(01/01/2017) «Una sociedad sin madres sería una sociedad que ha dejado lugar sólo al cálculo y a la especulación. Porque las madres, incluso en los peores momentos, saben dar testimonio de la ternura, de la entrega incondicional, de la fuerza de la esperanza». El Papa después citó ejemplos de vida vivida: «He aprendido mucho de esas madres que teniendo a sus hijos presos, o postrados en la cama de un hospital, o sometidos por la esclavitud de la droga, con frío o calor, lluvia o sequía, no se dan por vencidas y siguen peleando para darles a ellos lo mejor. O esas madres que en los campos de refugiados, o incluso en medio de la guerra, logran abrazar y sostener sin desfallecer el sufrimiento de sus hijos. Madres que dejan literalmente la vida para que ninguno de sus hijos se pierda. Donde está la madre hay unidad, hay pertenencia, pertenencia de hijos».
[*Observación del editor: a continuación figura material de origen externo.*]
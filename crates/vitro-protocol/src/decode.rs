//! Descriptor decoders.
//!
//! One pure function per creation/operation shape. Each reads a byte block at
//! word-granularity offsets fixed by the schemas documented below and produces
//! the structured descriptor consumed by the browser-side call it serves.
//! Given the same bytes a decoder always produces the same value, independent
//! of call order, so every schema is testable against a synthetic heap built
//! with [`crate::encode::DescriptorWriter`].
//!
//! Layout conventions, applied uniformly:
//!
//! - all fields are 32-bit words, little-endian;
//! - 64-bit quantities occupy two consecutive words, low then high;
//! - f64 values store their bit pattern the same way;
//! - enum fields hold a 1-based index into the matching table in
//!   [`crate::enums`], `0` meaning absent;
//! - variable-length sections are a `(count, pointer)` word pair, the pointer
//!   addressing `count` consecutive fixed-size records in the same byte
//!   space;
//! - optional sub-structures are gated by a designated discriminant word and
//!   are entirely absent from the produced descriptor when it is zero.
//!
//! The decoder trusts the caller's bounds; malformed input is a caller
//! contract violation checked only by debug assertions.

use crate::enums::{self, EnumTable};
use crate::heap::HeapView;
use crate::{descriptors::*, Handle, Ptr};

const fn w(ptr: Ptr, word: u32) -> Ptr {
    ptr + word * 4
}

fn enum_at(heap: &HeapView, table: &EnumTable, ptr: Ptr) -> Option<&'static str> {
    table.get(heap.u32_at(ptr))
}

/// Optional u32 where `0` means unspecified.
fn nonzero_u32(v: u32) -> Option<u32> {
    (v != 0).then_some(v)
}

/// Optional pass-write index where negative means unspecified.
fn write_index(v: i32) -> Option<u32> {
    (v >= 0).then_some(v as u32)
}

/// Shader module block, 2 words:
/// `[0]` WGSL source pointer (non-null), `[1]` reserved.
pub fn shader_module_descriptor<'a>(heap: &HeapView<'a>, ptr: Ptr) -> ShaderModuleDescriptor<'a> {
    debug_assert!(ptr != 0, "shader module descriptor must be non-null");
    ShaderModuleDescriptor {
        code: heap.str_at(heap.u32_at(w(ptr, 0))).unwrap_or(""),
    }
}

/// Buffer block, 4 words:
/// `[0..2]` size u64, `[2]` usage bits, `[3]` mapped-at-creation flag.
pub fn buffer_descriptor(heap: &HeapView, ptr: Ptr) -> BufferDescriptor {
    debug_assert!(ptr != 0, "buffer descriptor must be non-null");
    BufferDescriptor {
        size: heap.u64_at(w(ptr, 0)),
        usage: BufferUsage::from_bits_retain(heap.u32_at(w(ptr, 2))),
        mapped_at_creation: heap.bool_at(w(ptr, 3)),
    }
}

/// Texture block, 10 words:
/// `[0]` view format count, `[1]` view formats pointer (enum indices),
/// `[2..5]` size (width, height, depth-or-layers), `[5]` mip level count,
/// `[6]` sample count, `[7]` dimension enum, `[8]` format enum, `[9]` usage.
pub fn texture_descriptor(heap: &HeapView, ptr: Ptr) -> TextureDescriptor {
    debug_assert!(ptr != 0, "texture descriptor must be non-null");
    TextureDescriptor {
        view_formats: enum_array(
            heap,
            &enums::TEXTURE_AND_VERTEX_FORMATS,
            heap.u32_at(w(ptr, 1)),
            heap.u32_at(w(ptr, 0)),
        ),
        size: [
            heap.u32_at(w(ptr, 2)),
            heap.u32_at(w(ptr, 3)),
            heap.u32_at(w(ptr, 4)),
        ],
        mip_level_count: heap.u32_at(w(ptr, 5)),
        sample_count: heap.u32_at(w(ptr, 6)),
        dimension: enum_at(heap, &enums::TEXTURE_DIMENSIONS, w(ptr, 7)),
        format: enum_at(heap, &enums::TEXTURE_AND_VERTEX_FORMATS, w(ptr, 8)),
        usage: TextureUsage::from_bits_retain(heap.u32_at(w(ptr, 9))),
    }
}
Recordar «la bondad de Dios en el rostro materno de María, en el rostro materno de la Iglesia, en los rostros de nuestras madres, nos protege de la corrosiva enfermedad de la “orfandad espiritual”, que el alma vive cuando se siente sin madre y le falta la ternura de Dios». Esa «orfandad que gana espacio en el corazón narcisista que sólo sabe mirarse a sí mismo y a los propios intereses y que crece cuando nos olvidamos que la vida ha sido un regalo —que se la debemos a otros— y que estamos invitados a compartirla en esta casa común».
«Tal actitud de orfandad espiritual es un cáncer que silenciosamente corroe y degrada el alma —indico el Pontífice. Y así nos vamos degradando ya que, entonces, nadie nos pertenece y no pertenecemos a nadie: degrado la tierra, porque no me pertenece, degrado a los otros, porque no me pertenecen, degrado a Dios porque no le pertenezco, y finalmente termina degradándonos a nosotros mismos porque nos olvidamos quiénes somos, qué “apellido” divino tenemos».
Esta pérdida de los lazos, «típica de nuestra cultura fragmentada y dividida, hace que crezca ese sentimiento de orfandad y, por tanto, de gran vacío y soledad». «La falta de contacto físico (y no virtual) va cauterizando nuestros corazones haciéndolos perder la capacidad de la ternura y del asombro, de la piedad y de la compasión». Hace que se pierda la memoria «de lo que significa ser hijos, ser nietos, ser padres, ser abuelos, ser amigos, ser creyentes. Nos hace perder la memoria del valor del juego, del canto, de la risa, del descanso, de la gratuidad».